I have a book by an American student "of good family" who was a student of architecture in Paris and who was extremely Franco-phile. When the war started he volunteered at the American Embassy, which of course was very busy, especially as I think that they took over the activities of the German Embassy, which had been closed.

When they had time this guy and other staffers, including the military attachee (sp?), would take an embassy car, a bunch of spare tires, etc. (plus their diplomatic status) and roam about France, the front and other areas. His observations are very interesting. (They came out about 1915; later in the war most American writings on the war became horribly propagandistic.) They visited Marsailles, all the way across France from the front, and there were soldiers in bed still wearing their field dressings, and their wound tags indicated that they were wounded five weeks before; they had been evacuated hundreds of miles to a hospital and their bandages put on them on the battlefield had never been removed and/or the wound washed in five weeks!

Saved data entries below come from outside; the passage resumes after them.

//! Company handlers.

use super::{body_to_map, parse_id};
use crate::entity::COMPANIES;
use crate::error::AppError;
use crate::response::{success_many, success_one, success_one_ok};
use crate::service::{
    ApplicationService, CrudService, RequestValidator, COMPANY_QUERY_RULES, COMPANY_RULES,
};
use crate::state::AppState;
use axum::{
    extract::{Path, Query, State},
    http::StatusCode,
    response::IntoResponse,
    Json,
};
use serde_json::Value;

/// GET /companies?name=&minEmployees=&maxEmployees=
pub async fn list(
    State(state): State<AppState>,
    Query(params): Query<Vec<(String, String)>>,
) -> Result<impl IntoResponse, AppError> {
    let criteria = RequestValidator::coerce_filter_query(params, COMPANY_QUERY_RULES)?;
    let rows = CrudService::list(&state.pool, &state.schema, &COMPANIES, &criteria).await?;
    Ok(success_many(rows))
}

pub async fn create(
    State(state): State<AppState>,
    Json(body): Json<Value>,
) -> Result<impl IntoResponse, AppError> {
    let body = RequestValidator::validate_create(body_to_map(body)?, COMPANY_RULES)?;
    let row = CrudService::create(&state.pool, &state.schema, &COMPANIES, &body).await?;
    Ok(success_one(row))
}

/// GET /companies/:handle, with the company's jobs.
pub async fn read(
    State(state): State<AppState>,
    Path(handle): Path<String>,
) -> Result<impl IntoResponse, AppError> {
    let row = ApplicationService::company_with_jobs(&state.pool, &state.schema, &handle).await?;
    Ok(success_one_ok(row))
}

pub async fn update(
    State(state): State<AppState>,
    Path(handle): Path<String>,
    Json(body): Json<Value>,
) -> Result<impl IntoResponse, AppError> {
    let id = parse_id(&handle, COMPANIES.pk_type)?;
    let payload = RequestValidator::validate_update(body_to_map(body)?, COMPANY_RULES, COMPANIES.updatable)?;
    let row = CrudService::update(&state.pool, &state.schema, &COMPANIES, &id, &payload).await?;
    Ok(success_one_ok(row))
}

pub async fn delete(
    State(state): State<AppState>,
    Path(handle): Path<String>,
) -> Result<impl IntoResponse, AppError> {
    let id = parse_id(&handle, COMPANIES.pk_type)?;
    CrudService::delete(&state.pool, &state.schema, &COMPANIES, &id).await?;
    Ok(StatusCode::NO_CONTENT)
}
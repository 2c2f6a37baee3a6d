//! HTTP handlers for companies, jobs and users.

pub mod companies;
pub mod jobs;
pub mod users;

use crate::entity::PkType;
use crate::error::AppError;
use serde_json::{Map, Value};

pub(crate) fn parse_id(id_str: &str, pk_type: PkType) -> Result<Value, AppError> {
    Ok(match pk_type {
        PkType::Int => {
            let n: i64 = id_str.parse().map_err(|_| AppError::BadRequest("invalid id".into()))?;
            Value::Number(n.into())
        }
        PkType::Text => Value::String(id_str.to_string()),
    })
}

pub(crate) fn body_to_map(value: Value) -> Result<Map<String, Value>, AppError> {
    match value {
        Value::Object(m) => Ok(m),
        _ => Err(AppError::BadRequest("body must be a JSON object".into())),
    }
}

I have seen the overall French war health statistics and the French death rates from gangrene were enormous. This was especially tragic as this often fatal event might result from a minor wound. My father told me of a startling experience with this as he observed it (French medical neglect) in a German military hospital; it is a complicated story; if anyone is interested I can tell it in detail. (An Algerian soldier with a foot wound, untreated, and thrown into no-man's land by French troops, Germans rescued, gas gangrene, multiple amputations by German surgeons finally saved his life. Some contrast in care.)

This was also true in the Franco-Prussian War. The main French hospital in Paris was a death trap; the American Hospital saved a great number of their wounded.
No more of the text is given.